CMR.   Clinical CMR studies were conducted by the use of a standardized protocol based on indication (Table 1). All studies included serial thoracic scout images (fast gradient echo axial, coronal, sagittal), assessment of left ventricular and right ventricular systolic function by the use of breath-hold cine steady-state free precession sequences, and an axial stack of T1-weighted electrocardiogram-triggered fast-spin echo images of the thorax. Additional sequences (e.g., T2-weighted fast-spin echo, late gadolinium enhancement, myocardial tagging, pulmonary vein angiography, coronary imaging) were performed as dictated by the clinical indication for CMR. Sixty-three percent of patients received 0.1 to 0.2 mmol/kg of intravenous gadopentetate dimeglume (Magnevist, Bayer Pharmaceuticals, Wayne, New Jersey), primarily those referred for assessment of pulmonary vein anatomy, cardiomyopathy, myocardial viability, pericardial disease, and cardiac mass assessment.

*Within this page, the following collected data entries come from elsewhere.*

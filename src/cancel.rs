//! A cooperative cancellation context, threaded through every suspension
//! point per SPEC_FULL.md §5: stream reads, permission prompts, tool
//! execution, and retry backoff sleeps.
//!
//! This generalizes the teacher's `Arc<AtomicBool>` interrupt flag
//! (`client.rs`'s `Client::interrupt()`) into something `select!`-able,
//! since a plain flag can only be polled, not awaited.

use std::sync::atomic::{AtomicBool, Ordering};
use std::sync::Arc;

use tokio::sync::Notify;

/// A cheaply-clonable cancellation signal. All clones share the same
/// underlying flag; cancelling any clone cancels all of them.
#[derive(Clone)]
pub struct CancellationToken {
    cancelled: Arc<AtomicBool>,
    notify: Arc<Notify>,
}

impl CancellationToken {
    pub fn new() -> Self {
        Self {
            cancelled: Arc::new(AtomicBool::new(false)),
            notify: Arc::new(Notify::new()),
        }
    }

    /// Idempotent: cancelling an already-cancelled token is a no-op.
    pub fn cancel(&self) {
        if !self.cancelled.swap(true, Ordering::SeqCst) {
            self.notify.notify_waiters();
        }
    }

    pub fn is_cancelled(&self) -> bool {
        self.cancelled.load(Ordering::SeqCst)
    }

    /// Resolves once this token is cancelled. Resolves immediately if
    /// already cancelled. Intended for use in `tokio::select!` alongside
    /// a stream read, a permission prompt, or a backoff sleep.
    pub async fn cancelled(&self) {
        if self.is_cancelled() {
            return;
        }
        let notified = self.notify.notified();
        if self.is_cancelled() {
            return;
        }
        notified.await;
    }
}

impl Default for CancellationToken {
    fn default() -> Self {
        Self::new()
    }
}

#[cfg(test)]
mod tests {
    use super::*;
    use std::time::Duration;

    #[test]
    fn starts_uncancelled() {
        let token = CancellationToken::new();
        assert!(!token.is_cancelled());
    }

    #[test]
    fn cancel_is_visible_on_clones() {
        let token = CancellationToken::new();
        let clone = token.clone();
        token.cancel();
        assert!(clone.is_cancelled());
    }

    #[test]
    fn cancel_is_idempotent() {
        let token = CancellationToken::new();
        token.cancel();
        token.cancel();
        assert!(token.is_cancelled());
    }

    #[tokio::test]
    async fn cancelled_future_resolves_after_cancel() {
        let token = CancellationToken::new();
        let waiter = token.clone();
        let handle = tokio::spawn(async move {
            waiter.cancelled().await;
        });
        tokio::time::sleep(Duration::from_millis(10)).await;
        token.cancel();
        tokio::time::timeout(Duration::from_secs(1), handle)
            .await
            .expect("cancellation should unblock the waiter")
            .unwrap();
    }

    #[tokio::test]
    async fn cancelled_future_resolves_immediately_if_already_cancelled() {
        let token = CancellationToken::new();
        token.cancel();
        tokio::time::timeout(Duration::from_millis(50), token.cancelled())
            .await
            .expect("already-cancelled token should not block");
    }
}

Follow-up.   To assess the clinical impact of the major noncardiac pathology, the medical center's electronic medical record through February 2009 of each patient with major pathology was reviewed. Follow-up was deemed to have occurred if a subsequent imaging study was performed to further evaluate the new finding. A finding was considered previously known if it was referenced in a previous imaging study or office note. A finding was considered clinically significant if it led to a new diagnosis and/or an intervention or change in patient management.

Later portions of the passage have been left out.